提取血红蛋白用萃取法,主要有双水相萃取和反胶团萃取,其中用两种亲水性聚合物或聚合物盐混合后形成的双水相萃取体系研究,已成为实验室或工业规模分离蛋白质等生物材料的适用技术,但Purification ofRecombinant Protein A by Aqueous Two-phase Extraction Intergratedwith Affinity Precipitation.Biotechnol.Bioeng.(1992,40:1381-1387)提供的聚合物/盐双水相萃取体系,该体系相分离操作要用分液漏斗,操作繁琐;而在聚合物/聚合物双水相萃取体系中,由于两相密度相近,相系粘度很大,导致相分离困难,且由于高聚物的性质,生物大分子在两相界面存在较强的吸附及乳化作用,导致蛋白质的两相滞留。《生物工程学报》,1997,13(4):430-432.介绍的反胶团萃取技术在1998年孙彦编著的《生物分离工程》,北京化学工业出版社出版的一书谈到此法必须添加的表面活性剂与蛋白质在静电引力作用下极易形成复合物,沉淀于相界面,引起蛋白质的变性。
发明内容
本发明的目的是克服了双水相技术萃取血红蛋白相分离困难和反胶团技术萃取血红蛋白引起蛋白质的变性的缺陷,提供一种液-固亲和萃取体系分离纯化血红蛋白的方法,所需设备简单,分离纯化成本低,速度快,成相容易,成相后直接倾出液相即可使液固两相分离,无须双水相萃取中的离心等操作,不用有机溶剂,无毒性,成相聚合物及盐对蛋白质有稳定和保护作用,萃取分离选择性好,萃取容量大,是易于规模放大分离纯化血红蛋白的新技术。
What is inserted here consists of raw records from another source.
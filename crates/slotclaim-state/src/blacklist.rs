use std::collections::{BTreeSet, HashMap};

use slotclaim_protocol::DEFAULT_BLACKLIST_THRESHOLD;

/// Result of recording one failed claim.
#[derive(Debug, Clone, Copy, PartialEq, Eq)]
pub struct FailureRecord {
    pub failures: u32,
    /// True only on the failure that crossed the threshold.
    pub newly_excluded: bool,
}

/// Per-target failure counts with permanent exclusion.
///
/// Grows monotonically within a run: counts never decrease and an
/// excluded target stays excluded until the ledger is dropped.
#[derive(Debug, Clone)]
pub struct BlacklistLedger {
    threshold: u32,
    failures: HashMap<String, u32>,
    excluded: BTreeSet<String>,
}

impl BlacklistLedger {
    pub fn new(threshold: u32) -> Self {
        Self {
            threshold: threshold.max(1),
            failures: HashMap::new(),
            excluded: BTreeSet::new(),
        }
    }

    pub fn record_failure(&mut self, target_id: &str) -> FailureRecord {
        let count = self.failures.entry(target_id.to_string()).or_insert(0);
        *count += 1;
        let failures = *count;
        let newly_excluded =
            failures >= self.threshold && self.excluded.insert(target_id.to_string());
        FailureRecord {
            failures,
            newly_excluded,
        }
    }

    pub fn is_excluded(&self, target_id: &str) -> bool {
        self.excluded.contains(target_id)
    }

    pub fn failures(&self, target_id: &str) -> u32 {
        self.failures.get(target_id).copied().unwrap_or(0)
    }

    pub fn excluded(&self) -> impl Iterator<Item = &str> {
        self.excluded.iter().map(String::as_str)
    }
}

impl Default for BlacklistLedger {
    fn default() -> Self {
        Self::new(DEFAULT_BLACKLIST_THRESHOLD)
    }
}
本发明是这样实现的:在具塞比色管中,使体系中硫酸铵或磷酸钾浓度达到0.5-3.0mol·L-1,无机盐的浓度与聚合物的种类、浓度有相关性,pH控制在3.0~9.0,体系成相聚合物吐温80溶液浓度达到3~20%和体系聚乙二醇(PEG)8000或聚乙二醇(PEG)6000与亚胺基二乙酸(IDA)组成的修饰物溶液浓度达到0.2~2.0g·mL-1,然后加入血样,置于康氏电动震荡机上平置振荡2-10分钟,优选4-6分钟,取下倒置10-20分钟,优选12-16分钟,体系分成聚合物固相和盐水液相,血红蛋白被萃入固相;
上述固相加二次水溶解后,使体系乙二胺四乙酸浓度为0.5×10-3-2.0×10-3mol·L-1,并使硫酸铵或磷酸钾浓度达到0.5-3.0mol·L-1,置于康氏电动震荡机上平置振荡2-10分钟,优选4-6分钟,取下倒置10-20分钟,优选12-16分钟,体系重新分成聚合物固相和盐水液相,血红蛋白被反萃入液相;
上述萃入液相的血红蛋白于透析袋中进行透析,小分子的盐、少量聚合物可以通过透析袋,而留在透析袋中血红蛋白大分子,其纯度可达到99%以上。
成相聚合物为吐温80,成相无机盐有硫酸铵、磷酸钾,修饰物有聚乙二醇8000与亚胺基二乙酸(IDA)修饰物、聚乙二醇6000与亚胺基二乙酸(IDA)修饰物。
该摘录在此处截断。